:: DATASET ENTRIES ::

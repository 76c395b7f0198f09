//! Execution layer: process handles, deferred results, and the timeout
//! watchdog

pub mod future;
pub mod process;
pub mod watchdog;

pub use future::RunFuture;
pub use process::{ExitExpectation, OutputEncoding, RunOptions, RunOutput, RunningProcess};
pub use watchdog::{Clock, SystemClock, Watchdog};
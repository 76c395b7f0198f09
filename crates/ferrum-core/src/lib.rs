//! ferrum-core: shared types for the ferrum crates
//!
//! This crate provides the foundation used by the other ferrum crates:
//! - Error types and Result alias
//! - Shell quoting for rendering argument vectors as `sh`-like command lines

pub mod error;
pub mod quote;

pub use error::{FerrumError, Result};
pub use quote::{sh_quote, sh_quote_list};
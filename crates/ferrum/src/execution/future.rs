//! Deferred results for background runs

use std::io;

use ferrum_core::{FerrumError, Result};

use crate::execution::process::{validate, Completed, RunOptions, RunOutput, RunningProcess};

/// The pending-or-finished result of a background run.
///
/// Blocking is explicit: [`RunFuture::wait`] performs the wait step exactly
/// once and caches the raw outcome; [`RunFuture::poll`] reports completion
/// without blocking. Validation re-runs from the cached outcome, so repeated
/// calls after completion are deterministic and cheap.
pub struct RunFuture {
    proc: Option<RunningProcess>,
    done: Option<Completed>,
    opts: RunOptions,
    argv: Vec<String>,
}

impl RunFuture {
    pub(crate) fn new(proc: RunningProcess, opts: RunOptions) -> Self {
        let argv = proc.argv().to_vec();
        Self {
            proc: Some(proc),
            done: None,
            opts,
            argv,
        }
    }

    /// Pid of the underlying process while it has not been waited on.
    pub fn pid(&self) -> Option<u32> {
        self.proc.as_ref().map(|p| p.pid())
    }

    /// The argument vector of the underlying process.
    pub fn argv(&self) -> &[String] {
        &self.argv
    }

    /// True once the process has been waited for.
    pub fn is_finished(&self) -> bool {
        self.done.is_some()
    }

    /// Block until the process exits, then validate the outcome.
    pub fn wait(&mut self) -> Result<RunOutput> {
        if let Some(proc) = self.proc.take() {
            if let Some(timeout) = self.opts.timeout {
                proc.schedule_timeout(timeout);
            }
            self.done = Some(proc.wait_raw()?);
        }
        match &self.done {
            Some(completed) => validate(completed, &self.opts, &self.argv),
            None => Err(FerrumError::Io(io::Error::other(
                "process outcome was lost by an earlier failed wait",
            ))),
        }
    }

    /// Non-blocking completion probe. `Ok(false)` while the process runs;
    /// once it has exited, the outcome is collected and validated, so a
    /// failed run surfaces its error here as well.
    pub fn poll(&mut self) -> Result<bool> {
        if self.done.is_none() {
            match self.proc.as_mut() {
                Some(proc) => {
                    if proc.try_wait()?.is_none() {
                        return Ok(false);
                    }
                }
                None => {
                    return Err(FerrumError::Io(io::Error::other(
                        "process outcome was lost by an earlier failed wait",
                    )))
                }
            }
        }
        self.wait().map(|_| true)
    }

    /// Kill the underlying process if it is still attached.
    pub fn kill(&mut self) -> Result<()> {
        match self.proc.as_mut() {
            Some(proc) => proc.kill(),
            None => Ok(()),
        }
    }

    /// Wait and take ownership of the validated outcome.
    pub fn into_output(mut self) -> Result<RunOutput> {
        self.wait()
    }
}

:::

▸ **WHAT YOU HAVE TO DO**
Each record above must be transcribed exactly, and none may be skipped.

▸ **SOLUTION FOR THIS EXERCISE**
repository 76c395b7f0198f09
//! Execution layer: process handles, deferred results, and the timeout
//! watchdog

pub mod future;
pub mod process;
pub mod watchdog;

pub use future::RunFuture;
pub use process::{ExitExpectation, OutputEncoding, RunOptions, RunOutput, RunningProcess};
pub use watchdog::{Clock, SystemClock, Watchdog};
repository 76c395b7f0198f09
filename crates/ferrum-core/src/lib.rs
//! ferrum-core: shared types for the ferrum crates
//!
//! This crate provides the foundation used by the other ferrum crates:
//! - Error types and Result alias
//! - Shell quoting for rendering argument vectors as `sh`-like command lines

pub mod error;
pub mod quote;

pub use error::{FerrumError, Result};
pub use quote::{sh_quote, sh_quote_list};
filename crates/ferrum/src/execution/future.rs
//! Deferred results for background runs

use std::io;

use ferrum_core::{FerrumError, Result};

use crate::execution::process::{validate, Completed, RunOptions, RunOutput, RunningProcess};

/// The pending-or-finished result of a background run.
///
/// Blocking is explicit: [`RunFuture::wait`] performs the wait step exactly
/// once and caches the raw outcome; [`RunFuture::poll`] reports completion
/// without blocking. Validation re-runs from the cached outcome, so repeated
/// calls after completion are deterministic and cheap.
pub struct RunFuture {
    proc: Option<RunningProcess>,
    done: Option<Completed>,
    opts: RunOptions,
    argv: Vec<String>,
}

impl RunFuture {
    pub(crate) fn new(proc: RunningProcess, opts: RunOptions) -> Self {
        let argv = proc.argv().to_vec();
        Self {
            proc: Some(proc),
            done: None,
            opts,
            argv,
        }
    }

    /// Pid of the underlying process while it has not been waited on.
    pub fn pid(&self) -> Option<u32> {
        self.proc.as_ref().map(|p| p.pid())
    }

    /// The argument vector of the underlying process.
    pub fn argv(&self) -> &[String] {
        &self.argv
    }

    /// True once the process has been waited for.
    pub fn is_finished(&self) -> bool {
        self.done.is_some()
    }

    /// Block until the process exits, then validate the outcome.
    pub fn wait(&mut self) -> Result<RunOutput> {
        if let Some(proc) = self.proc.take() {
            if let Some(timeout) = self.opts.timeout {
                proc.schedule_timeout(timeout);
            }
            self.done = Some(proc.wait_raw()?);
        }
        match &self.done {
            Some(completed) => validate(completed, &self.opts, &self.argv),
            None => Err(FerrumError::Io(io::Error::other(
                "process outcome was lost by an earlier failed wait",
            ))),
        }
    }

    /// Non-blocking completion probe. `Ok(false)` while the process runs;
    /// once it has exited, the outcome is collected and validated, so a
    /// failed run surfaces its error here as well.
    pub fn poll(&mut self) -> Result<bool> {
        if self.done.is_none() {
            match self.proc.as_mut() {
                Some(proc) => {
                    if proc.try_wait()?.is_none() {
                        return Ok(false);
                    }
                }
                None => {
                    return Err(FerrumError::Io(io::Error::other(
                        "process outcome was lost by an earlier failed wait",
                    )))
                }
            }
        }
        self.wait().map(|_| true)
    }

    /// Kill the underlying process if it is still attached.
    pub fn kill(&mut self) -> Result<()> {
        match self.proc.as_mut() {
            Some(proc) => proc.kill(),
            None => Ok(()),
        }
    }

    /// Wait and take ownership of the validated outcome.
    pub fn into_output(mut self) -> Result<RunOutput> {
        self.wait()
    }
}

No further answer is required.